Tests utilized to diagnose an immune disorder include:
- Blood tests. Blood tests can assess whether you possess normal levels of infection-fighting proteins known as immunoglobulins and gauge the quantities of blood cells and immune system cells. Deviations from the standard range of certain cell counts in your blood may signal an immune system anomaly. Moreover, blood tests can evaluate the functionality of your immune system by measuring its ability to generate proteins that recognize and eliminate foreign invaders, such as bacteria or viruses, known as antibodies.
- Prenatal testing. Parents who have a child diagnosed with a primary immunodeficiency disorder may opt for testing during subsequent pregnancies to screen for specific immunodeficiency disorders. Samples of amniotic fluid, blood, or chorionic tissue are examined for abnormalities. In some cases, DNA testing is performed to detect genetic defects. These test results facilitate early preparation for treatment shortly after birth, if required.
- Flow cytometry. This test uses a specific type of laser to examine immune system cell samples.
Treatment
Management of primary immunodeficiency entails strategies aimed at preventing and addressing infections, enhancing immune function, and addressing the root cause of the immune dysfunction. Occasionally, primary immune disorders are associated with severe conditions such as autoimmune disorders or cancer, necessitating concurrent treatment for these conditions as well.
Treatment of infections
- Treating infections. Antibiotics must be used quickly and aggressively to treat infections. A lengthier course of antibiotics than is typically prescribed may be necessary for treatment. Intravenous (IV) antibiotics and hospitalization may be necessary for infections that don’t improve.

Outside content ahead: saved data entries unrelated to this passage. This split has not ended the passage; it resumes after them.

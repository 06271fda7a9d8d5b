use axum::{
    extract::{Path, State},
    http::StatusCode,
    response::IntoResponse,
    Json,
};
use uuid::Uuid;

use crate::{
    error::AppError,
    middleware::auth::{AuthGuard, AuthUser},
    model::{
        api::ErrorDto,
        friend_request::{CreateFriendRequestDto, FriendRequestDto},
        user::UserDto,
    },
    service::{friend_request::FriendRequestService, storage::StorageService},
    state::AppState,
};

/// Tag for grouping friendship endpoints in OpenAPI documentation
pub static FRIEND_TAG: &str = "friend";

/// Send a friend request.
///
/// # Returns
/// - `201 Created` - Request sent
/// - `400 Bad Request` - Addressed to oneself
/// - `409 Conflict` - A request already exists in either direction
#[utoipa::path(
    post,
    path = "/friends/requests",
    tag = FRIEND_TAG,
    request_body = CreateFriendRequestDto,
    responses(
        (status = 201, description = "Friend request sent", body = FriendRequestDto),
        (status = 400, description = "Request addressed to oneself", body = ErrorDto),
        (status = 401, description = "Missing or invalid token", body = ErrorDto),
        (status = 404, description = "Receiver not found", body = ErrorDto),
        (status = 409, description = "Already friends or request pending", body = ErrorDto),
        (status = 500, description = "Internal server error", body = ErrorDto)
    ),
)]
pub async fn send_friend_request(
    State(state): State<AppState>,
    user: AuthUser,
    Json(payload): Json<CreateFriendRequestDto>,
) -> Result<impl IntoResponse, AppError> {
    let _ = AuthGuard::new(&state.db).require(user.id, &[]).await?;

    let service = FriendRequestService::new(&state.db);
    let request = service.send(user.id, payload.receiver_id).await?;

    Ok((StatusCode::CREATED, Json(request)))
}

/// List pending friend requests addressed to the caller.
#[utoipa::path(
    get,
    path = "/friends/requests/pending",
    tag = FRIEND_TAG,
    responses(
        (status = 200, description = "Pending requests received", body = Vec<FriendRequestDto>),
        (status = 401, description = "Missing or invalid token", body = ErrorDto),
        (status = 500, description = "Internal server error", body = ErrorDto)
    ),
)]
pub async fn get_pending_requests(
    State(state): State<AppState>,
    user: AuthUser,
) -> Result<impl IntoResponse, AppError> {
    let _ = AuthGuard::new(&state.db).require(user.id, &[]).await?;

    let service = FriendRequestService::new(&state.db);
    let requests = service.pending(user.id).await?;

    Ok((StatusCode::OK, Json(requests)))
}

/// Accept a pending friend request. Receiver only.
#[utoipa::path(
    post,
    path = "/friends/requests/{request_id}/accept",
    tag = FRIEND_TAG,
    params(
        ("request_id" = Uuid, Path, description = "Friend request ID")
    ),
    responses(
        (status = 200, description = "Request accepted", body = FriendRequestDto),
        (status = 401, description = "Missing or invalid token", body = ErrorDto),
        (status = 403, description = "Caller is not the receiver", body = ErrorDto),
        (status = 404, description = "Request not found", body = ErrorDto),
        (status = 409, description = "Request already resolved", body = ErrorDto),
        (status = 500, description = "Internal server error", body = ErrorDto)
    ),
)]
pub async fn accept_friend_request(
    State(state): State<AppState>,
    user: AuthUser,
    Path(request_id): Path<Uuid>,
) -> Result<impl IntoResponse, AppError> {
    let _ = AuthGuard::new(&state.db).require(user.id, &[]).await?;

    let service = FriendRequestService::new(&state.db);
    let request = service.accept(user.id, request_id).await?;

    Ok((StatusCode::OK, Json(request)))
}

/// Reject a pending friend request. Receiver only.
#[utoipa::path(
    post,
    path = "/friends/requests/{request_id}/reject",
    tag = FRIEND_TAG,
    params(
        ("request_id" = Uuid, Path, description = "Friend request ID")
    ),
    responses(
        (status = 200, description = "Request rejected", body = FriendRequestDto),
        (status = 401, description = "Missing or invalid token", body = ErrorDto),
        (status = 403, description = "Caller is not the receiver", body = ErrorDto),
        (status = 404, description = "Request not found", body = ErrorDto),
        (status = 409, description = "Request already resolved", body = ErrorDto),
        (status = 500, description = "Internal server error", body = ErrorDto)
    ),
)]
pub async fn reject_friend_request(
    State(state): State<AppState>,
    user: AuthUser,
    Path(request_id): Path<Uuid>,
) -> Result<impl IntoResponse, AppError> {
    let _ = AuthGuard::new(&state.db).require(user.id, &[]).await?;

    let service = FriendRequestService::new(&state.db);
    let request = service.reject(user.id, request_id).await?;

    Ok((StatusCode::OK, Json(request)))
}

/// List the caller's friends.
#[utoipa::path(
    get,
    path = "/friends",
    tag = FRIEND_TAG,
    responses(
        (status = 200, description = "Accepted friends", body = Vec<UserDto>),
        (status = 401, description = "Missing or invalid token", body = ErrorDto),
        (status = 500, description = "Internal server error", body = ErrorDto)
    ),
)]
pub async fn get_friends(
    State(state): State<AppState>,
    user: AuthUser,
) -> Result<impl IntoResponse, AppError> {
    let _ = AuthGuard::new(&state.db).require(user.id, &[]).await?;

    let storage = StorageService::new(&state.http_client, &state.config);

    let service = FriendRequestService::new(&state.db);
    let friends = service.friends(&storage, user.id).await?;

    Ok((StatusCode::OK, Json(friends)))
}

/// Remove a friendship. Deletes the conversation and its stored images.
#[utoipa::path(
    delete,
    path = "/friends/{friend_user_id}",
    tag = FRIEND_TAG,
    params(
        ("friend_user_id" = Uuid, Path, description = "Friend's user ID")
    ),
    responses(
        (status = 204, description = "Friendship removed"),
        (status = 401, description = "Missing or invalid token", body = ErrorDto),
        (status = 404, description = "Friendship not found", body = ErrorDto),
        (status = 500, description = "Internal server error", body = ErrorDto)
    ),
)]
pub async fn remove_friend(
    State(state): State<AppState>,
    user: AuthUser,
    Path(friend_user_id): Path<Uuid>,
) -> Result<impl IntoResponse, AppError> {
    let _ = AuthGuard::new(&state.db).require(user.id, &[]).await?;

    let storage = StorageService::new(&state.http_client, &state.config);

    let service = FriendRequestService::new(&state.db);
    service.remove_friend(&storage, user.id, friend_user_id).await?;

    Ok(StatusCode::NO_CONTENT)
}
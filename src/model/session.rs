//! Session DTOs.

use chrono::{DateTime, Utc};
use serde::{Deserialize, Serialize};
use utoipa::{IntoParams, ToSchema};
use uuid::Uuid;

#[derive(Debug, Clone, Serialize, Deserialize, ToSchema)]
pub struct SessionDto {
    pub id: Uuid,
    pub game_id: Uuid,
    pub name: String,
    pub is_presential: Option<bool>,
    pub datetime: Option<DateTime<Utc>>,
    pub place: Option<String>,
    pub observations: Option<String>,
}

impl SessionDto {
    pub fn from_entity(entity: entity::session::Model) -> Self {
        Self {
            id: entity.id,
            game_id: entity.game_id,
            name: entity.name,
            is_presential: entity.is_presential,
            datetime: entity.datetime,
            place: entity.place,
            observations: entity.observations,
        }
    }
}

#[derive(Debug, Clone, Deserialize, ToSchema)]
pub struct CreateSessionDto {
    pub name: String,
    pub is_presential: Option<bool>,
    pub datetime: Option<DateTime<Utc>>,
    pub place: Option<String>,
    pub observations: Option<String>,
}

/// Partial session update; absent fields are left unchanged.
#[derive(Debug, Clone, Deserialize, ToSchema)]
pub struct UpdateSessionDto {
    pub name: Option<String>,
    pub is_presential: Option<bool>,
    pub datetime: Option<DateTime<Utc>>,
    pub place: Option<String>,
    pub observations: Option<String>,
}

/// A member's attendance mark for a session or event.
#[derive(Debug, Clone, Serialize, Deserialize, ToSchema)]
pub struct AttendeeDto {
    pub user_id: Uuid,
    pub nickname: String,
    /// `true` confirmed, `false` declined, `null` pending.
    pub confirm_assist: Option<bool>,
}

/// Calendar month filter for the caller's session agenda.
#[derive(Debug, Clone, Deserialize, IntoParams)]
pub struct MonthParam {
    pub year: i32,
    /// 1-12.
    pub month: u32,
}
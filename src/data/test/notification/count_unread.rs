use super::*;

/// Tests the unread badge count.
///
/// Expected: Ok counting only the user's unread notifications
#[tokio::test]
async fn counts_only_unread() -> Result<(), DbErr> {
    let test = TestBuilder::new()
        .with_table(entity::prelude::User)
        .with_table(entity::prelude::Notification)
        .build()
        .await
        .unwrap();
    let db = test.db.as_ref().unwrap();

    let user = factory::create_user(db).await?;
    factory::create_notification(db, user.id).await?;
    factory::create_notification(db, user.id).await?;
    factory::notification::NotificationFactory::new(db, user.id)
        .is_read(true)
        .build()
        .await?;

    let repo = NotificationRepository::new(db);
    assert_eq!(repo.count_unread(user.id).await?, 2);

    Ok(())
}
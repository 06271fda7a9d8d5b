use super::*;

/// Tests looking up a membership by user and game.
///
/// Inactive memberships are returned too, since rejoin needs to see them.
///
/// Expected: Ok with Some for an inactive membership
#[tokio::test]
async fn finds_inactive_membership() -> Result<(), DbErr> {
    let test = TestBuilder::new().with_game_tables().build().await.unwrap();
    let db = test.db.as_ref().unwrap();

    let user = factory::create_user(db).await?;
    let game = factory::create_game(db).await?;
    factory::subscription::SubscriptionFactory::new(db, user.id, game.id)
        .is_active(false)
        .build()
        .await?;

    let repo = SubscriptionRepository::new(db);
    let found = repo.find_by_user_and_game(user.id, game.id).await?;

    assert!(found.is_some());
    assert!(!found.unwrap().is_active);

    Ok(())
}

/// Tests looking up a membership that does not exist.
///
/// Expected: Ok with None
#[tokio::test]
async fn returns_none_for_non_member() -> Result<(), DbErr> {
    let test = TestBuilder::new().with_game_tables().build().await.unwrap();
    let db = test.db.as_ref().unwrap();

    let user = factory::create_user(db).await?;
    let game = factory::create_game(db).await?;

    let repo = SubscriptionRepository::new(db);
    let found = repo.find_by_user_and_game(user.id, game.id).await?;

    assert!(found.is_none());

    Ok(())
}
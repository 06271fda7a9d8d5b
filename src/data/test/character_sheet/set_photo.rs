use super::*;

/// Tests storing and clearing a character photo path.
///
/// Expected: Ok with the path set and later removed
#[tokio::test]
async fn stores_and_clears_photo_path() -> Result<(), DbErr> {
    let test = TestBuilder::new()
        .with_game_tables()
        .with_table(entity::prelude::CharacterSheet)
        .build()
        .await
        .unwrap();
    let db = test.db.as_ref().unwrap();

    let user = factory::create_user(db).await?;
    let game = factory::create_game(db).await?;
    let sheet = factory::create_character_sheet(db, user.id, game.id).await?;

    let repo = CharacterSheetRepository::new(db);

    repo.set_photo(sheet.id, Some(format!("{}/portrait.png", sheet.id)))
        .await?;
    let row = repo.find_by_id(sheet.id).await?.unwrap();
    assert_eq!(
        row.character_photo,
        Some(format!("{}/portrait.png", sheet.id))
    );

    repo.set_photo(sheet.id, None).await?;
    let row = repo.find_by_id(sheet.id).await?.unwrap();
    assert!(row.character_photo.is_none());

    Ok(())
}
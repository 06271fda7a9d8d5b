use super::*;

/// Tests soft deleting a game.
///
/// Verifies that the row survives but is flagged deleted and no longer
/// resolvable through the active lookup.
///
/// Expected: Ok with is_deleted set and find_active_by_id returning None
#[tokio::test]
async fn flags_game_as_deleted() -> Result<(), DbErr> {
    let test = TestBuilder::new().with_game_tables().build().await.unwrap();
    let db = test.db.as_ref().unwrap();

    let game = factory::create_game(db).await?;

    let repo = GameRepository::new(db);
    repo.soft_delete(game.id).await?;

    let row = repo.find_by_id(game.id).await?.unwrap();
    assert!(row.is_deleted);
    assert!(repo.find_active_by_id(game.id).await?.is_none());

    Ok(())
}
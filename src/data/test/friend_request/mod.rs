use crate::data::friend_request::FriendRequestRepository;
use crate::model::friend_request::{STATUS_ACCEPTED, STATUS_PENDING, STATUS_REJECTED};
use sea_orm::DbErr;
use test_utils::builder::TestBuilder;
use test_utils::factory;

mod create;
mod find_accepted_for_user;
mod find_between;
mod find_pending_received;
mod update_status;
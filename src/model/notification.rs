//! Notification DTOs and type constants.

use chrono::{DateTime, Utc};
use serde::{Deserialize, Serialize};
use utoipa::ToSchema;
use uuid::Uuid;

/// A session was scheduled in one of the user's games; reference is the session.
pub const TYPE_SESSION_CREATED: &str = "SESSION_CREATED";
/// Unread game chat; reference is the game. At most one unread row per game.
pub const TYPE_UNREAD_MESSAGES: &str = "UNREAD_MESSAGES";
/// Unread direct messages; reference is the sender. At most one unread row per sender.
pub const TYPE_UNREAD_PRIVATE_MESSAGES: &str = "UNREAD_PRIVATE_MESSAGES";

#[derive(Debug, Clone, Serialize, Deserialize, ToSchema)]
pub struct NotificationDto {
    pub id: Uuid,
    pub user_id: Uuid,
    #[serde(rename = "type")]
    pub kind: String,
    pub content: String,
    pub reference_id: Option<Uuid>,
    pub is_read: bool,
    pub created_at: DateTime<Utc>,
}

impl NotificationDto {
    pub fn from_entity(entity: entity::notification::Model) -> Self {
        Self {
            id: entity.id,
            user_id: entity.user_id,
            kind: entity.kind,
            content: entity.content,
            reference_id: entity.reference_id,
            is_read: entity.is_read,
            created_at: entity.created_at,
        }
    }
}

#[derive(Debug, Clone, Serialize, Deserialize, ToSchema)]
pub struct UnreadCountDto {
    pub count: u64,
}
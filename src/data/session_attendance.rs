//! Session attendance data repository.
//!
//! One row per (user, session). `confirm_assist` starts null (pending) and is
//! set to true on confirm, false on decline, back to null on reset.

use sea_orm::sea_query::{Expr, OnConflict};
use sea_orm::{ActiveValue, ColumnTrait, DatabaseConnection, DbErr, EntityTrait, QueryFilter};
use uuid::Uuid;

/// Repository providing database operations for session attendance marks.
pub struct SessionAttendanceRepository<'a> {
    db: &'a DatabaseConnection,
}

impl<'a> SessionAttendanceRepository<'a> {
    pub fn new(db: &'a DatabaseConnection) -> Self {
        Self { db }
    }

    /// Upserts the attendance row with the given mark.
    ///
    /// Used by confirm, where a missing row is created rather than rejected.
    pub async fn upsert(
        &self,
        user_id: Uuid,
        session_id: Uuid,
        confirm_assist: Option<bool>,
    ) -> Result<entity::session_attendance::Model, DbErr> {
        entity::prelude::SessionAttendance::insert(entity::session_attendance::ActiveModel {
            user_id: ActiveValue::Set(user_id),
            session_id: ActiveValue::Set(session_id),
            confirm_assist: ActiveValue::Set(confirm_assist),
        })
        .on_conflict(
            OnConflict::columns([
                entity::session_attendance::Column::UserId,
                entity::session_attendance::Column::SessionId,
            ])
            .update_column(entity::session_attendance::Column::ConfirmAssist)
            .to_owned(),
        )
        .exec_with_returning(self.db)
        .await
    }

    pub async fn find(
        &self,
        user_id: Uuid,
        session_id: Uuid,
    ) -> Result<Option<entity::session_attendance::Model>, DbErr> {
        entity::prelude::SessionAttendance::find_by_id((user_id, session_id))
            .one(self.db)
            .await
    }

    /// Updates the mark on an existing row.
    ///
    /// # Returns
    /// - `Ok(true)` - Row existed and was updated
    /// - `Ok(false)` - No attendance row for this (user, session)
    pub async fn update_mark(
        &self,
        user_id: Uuid,
        session_id: Uuid,
        confirm_assist: Option<bool>,
    ) -> Result<bool, DbErr> {
        let result = entity::prelude::SessionAttendance::update_many()
            .filter(entity::session_attendance::Column::UserId.eq(user_id))
            .filter(entity::session_attendance::Column::SessionId.eq(session_id))
            .col_expr(
                entity::session_attendance::Column::ConfirmAssist,
                Expr::value(confirm_assist),
            )
            .exec(self.db)
            .await?;

        Ok(result.rows_affected > 0)
    }

    /// Gets all attendance rows of a session with the member profile attached.
    pub async fn find_by_session(
        &self,
        session_id: Uuid,
    ) -> Result<Vec<(entity::session_attendance::Model, Option<entity::user::Model>)>, DbErr> {
        entity::prelude::SessionAttendance::find()
            .filter(entity::session_attendance::Column::SessionId.eq(session_id))
            .find_also_related(entity::prelude::User)
            .all(self.db)
            .await
    }
}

- Preventing infections. Certain individuals require prolonged antibiotic use to avoid respiratory infections and irreversible harm to their ears and lungs. Oral polio and measles-mumps-rubella vaccines, which contain live viruses, may not be administered to children with basic immunodeficiency.
- Therapy with immunoglobulins. The antibody proteins that make up immunoglobulin are essential for the immune system to combat infections. It can be placed under the skin (subcutaneous infusion) or injected into a vein via an IV line. Subcutaneous infusion is required once or twice a week, and treatment is required every few weeks.
Therapy aimed at restoring the immune system
- Stem cell transplantation. Stem cell transplantation, a potential permanent solution for various severe immunodeficiencies, involves transferring healthy stem cells to individuals with a malfunctioning immune system, enabling normal immune function. These stem cells can be sourced from bone marrow or cord blood collected at birth. For the procedure to succeed, the donor, often a parent or close relative, must be a close biological match to the recipient. Despite the compatibility, the success of stem cell transplants isn’t guaranteed. Treatment typically necessitates the elimination of existing immune cells through chemotherapy or radiation, temporarily increasing the recipient’s susceptibility to infections.
- Gene therapy. Gene therapy offers a treatment method for primary immunodeficiencies by extracting the patient’s stem cells, repairing the defective gene within these cells, and then reintroducing the corrected stem cells back into the patient through an intravenous infusion. This approach eliminates the need for a donor match since it uses the individual’s own cells. While currently applicable to only a select few immunodeficiencies, numerous clinical trials are in progress to expand its use to a wider range of conditions.